Alguém convive em paz com a noção de que o dinheiro que chega para os tucanos como “contribuição eleitoral” se transforma em “propina” quando se destina ao PT?

A leitura dos estudos de Hannah Arendt sobre o nascimento de regimes totalitários demonstra que um dos instrumentos básicos empregados na disputa entre parcelas da elite dirigente de determinada sociedade — um aspecto inevitável de toda luta política desde sempre — consistia em mobilizar e estimular preconceitos e ressentimentos da “ralé”. Como tantos observadores sociais de seu tempo, Arendt se referia nestes termos àquela parcela da população que se encontrava abaixo das classes sociais tradicionais, sem acesso a educação, ao bem-estar e que mal conseguia exercitar os próprios direitos políticos. Ela avaliava que a democracia se encontrava em perigo quando a elite assumia modos e comportamentos antidemocráticos e agia de turba, como manada, estimulando gestos violentos e atos de barbárie.

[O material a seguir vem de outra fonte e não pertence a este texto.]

//! Local-daemon backend for an Ollama server.

use std::time::{Duration, Instant};

use async_trait::async_trait;
use serde::{Deserialize, Serialize};
use tracing::debug;

use super::error::{BackendError, ErrorContext};
use super::types::*;
use super::Backend;

pub const DEFAULT_BASE_URL: &str = "http://localhost:11434";
pub const DEFAULT_MODEL: &str = "llama3";

const BACKEND: &str = "ollama";

/// Probe timeout for `/api/tags`; the registry applies its own bound on top.
const PROBE_TIMEOUT: Duration = Duration::from_secs(2);

#[derive(Debug, Clone)]
pub struct OllamaBackend {
    client: reqwest::Client,
    base_url: String,
    model: String,
    embedding_model: Option<String>,
}

impl OllamaBackend {
    pub fn new(model: impl Into<String>) -> Result<Self, BackendError> {
        Self::with_config(DEFAULT_BASE_URL, model, None, Duration::from_secs(300))
    }

    pub fn with_config(
        base_url: impl Into<String>,
        model: impl Into<String>,
        embedding_model: Option<String>,
        timeout: Duration,
    ) -> Result<Self, BackendError> {
        let client = reqwest::Client::builder()
            .timeout(timeout)
            .build()
            .map_err(|e| BackendError::config(format!("Failed to create HTTP client: {e}")))?;

        Ok(Self {
            client,
            base_url: base_url.into().trim_end_matches('/').to_string(),
            model: model.into(),
            embedding_model,
        })
    }

    /// Ollama's generate endpoint takes one prompt, so few-shot examples are
    /// folded in ahead of the real input.
    fn render_prompt(req: &GenerateRequest) -> String {
        if req.examples.is_empty() {
            return req.prompt.clone();
        }
        let mut out = String::new();
        for example in &req.examples {
            out.push_str("Input: ");
            out.push_str(&example.input);
            out.push_str("\nOutput: ");
            out.push_str(&example.output);
            out.push_str("\n\n");
        }
        out.push_str("Input: ");
        out.push_str(&req.prompt);
        out.push_str("\nOutput:");
        out
    }

    async fn post<B: Serialize>(&self, path: &str, body: &B) -> Result<String, BackendError> {
        let response = self
            .client
            .post(format!("{}{path}", self.base_url))
            .json(body)
            .send()
            .await?;

        let status = response.status();
        let text = response.text().await?;
        if status.is_success() {
            return Ok(text);
        }

        let message = serde_json::from_str::<OllamaError>(&text)
            .map(|e| e.error)
            .unwrap_or_else(|_| format!("HTTP {}", status.as_u16()));
        Err(BackendError::from_status(
            BACKEND,
            status.as_u16(),
            message,
            ErrorContext::new().with_status(status.as_u16()),
            None,
        ))
    }
}

#[derive(Serialize)]
struct GenerateApiRequest<'a> {
    model: &'a str,
    prompt: String,
    #[serde(skip_serializing_if = "Option::is_none")]
    system: Option<&'a str>,
    stream: bool,
    options: GenerateOptions,
}

#[derive(Serialize)]
struct GenerateOptions {
    temperature: f32,
    num_predict: u32,
}

#[derive(Deserialize)]
struct GenerateApiResponse {
    response: String,
    model: Option<String>,
    prompt_eval_count: Option<u32>,
    eval_count: Option<u32>,
}

#[derive(Serialize)]
struct EmbedApiRequest<'a> {
    model: &'a str,
    prompt: &'a str,
}

#[derive(Deserialize)]
struct EmbedApiResponse {
    embedding: Vec<f32>,
}

#[derive(Deserialize)]
struct OllamaError {
    error: String,
}

#[async_trait]
impl Backend for OllamaBackend {
    fn kind(&self) -> &'static str {
        BACKEND
    }

    fn model(&self) -> &str {
        &self.model
    }

    fn capabilities(&self) -> Capabilities {
        let caps = Capabilities::text_only().with_streaming();
        if self.embedding_model.is_some() {
            caps.with_embeddings()
        } else {
            caps
        }
    }

    async fn is_available(&self) -> bool {
        let result = self
            .client
            .get(format!("{}/api/tags", self.base_url))
            .timeout(PROBE_TIMEOUT)
            .send()
            .await;
        match result {
            Ok(resp) => resp.status().is_success(),
            Err(e) => {
                debug!(error = %e, base_url = %self.base_url, "ollama unreachable");
                false
            }
        }
    }

    async fn generate(&self, req: &GenerateRequest) -> Result<GenerateResponse, BackendError> {
        let start = Instant::now();
        let api_req = GenerateApiRequest {
            model: &self.model,
            prompt: Self::render_prompt(req),
            system: req.system_prompt.as_deref().filter(|s| !s.trim().is_empty()),
            stream: false,
            options: GenerateOptions {
                temperature: req.temperature,
                num_predict: req.max_tokens,
            },
        };

        let body = self.post("/api/generate", &api_req).await?;
        let parsed: GenerateApiResponse = serde_json::from_str(&body)
            .map_err(|e| BackendError::malformed(BACKEND, format!("Invalid JSON: {e}")))?;

        if parsed.response.trim().is_empty() {
            return Err(BackendError::malformed(BACKEND, "empty response"));
        }

        Ok(GenerateResponse {
            text: parsed.response,
            tokens_used: parsed.prompt_eval_count.unwrap_or(0) + parsed.eval_count.unwrap_or(0),
            model: parsed.model.unwrap_or_else(|| self.model.clone()),
            latency: start.elapsed(),
        })
    }

    async fn embed(&self, text: &str) -> Result<EmbedResponse, BackendError> {
        let Some(model) = self.embedding_model.as_deref() else {
            return Err(BackendError::EmbeddingsUnsupported(BACKEND.to_string()));
        };

        let start = Instant::now();
        let body = self
            .post("/api/embeddings", &EmbedApiRequest { model, prompt: text })
            .await?;
        let parsed: EmbedApiResponse = serde_json::from_str(&body)
            .map_err(|e| BackendError::malformed(BACKEND, format!("Invalid JSON: {e}")))?;

        if parsed.embedding.is_empty() {
            return Err(BackendError::malformed(BACKEND, "empty embedding"));
        }

        Ok(EmbedResponse {
            vector: parsed.embedding,
            model: model.to_string(),
            latency: start.elapsed(),
        })
    }
}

Não é difícil reconhecer movimentos dessa natureza no Brasil de hoje. Os brasileiros assistem isso quando Alexandre Padilha é impedido de jantar em paz com amigos num restaurante no Itaim Bibi — cena que repete um tratamento semelhante oferecido a Guido Mantega quando foi fazer uma visita a um paciente no hospital Albert Einstein. Em 2012, Ricardo Lewandovski, hoje presidente do STF, ouviu comentários ofensivos quando foi à zona eleitoral exercer o direito de voto. São atos que formam um conjunto, contestam a noção de que homens e mulheres pertencem a uma mesma família humana, com direitos a igualdade e a justiça, como diz Pedro Serrano.

É um comportamento lamentável e preocupante. Mas é difícil negar que o exemplo vem de cima, certo?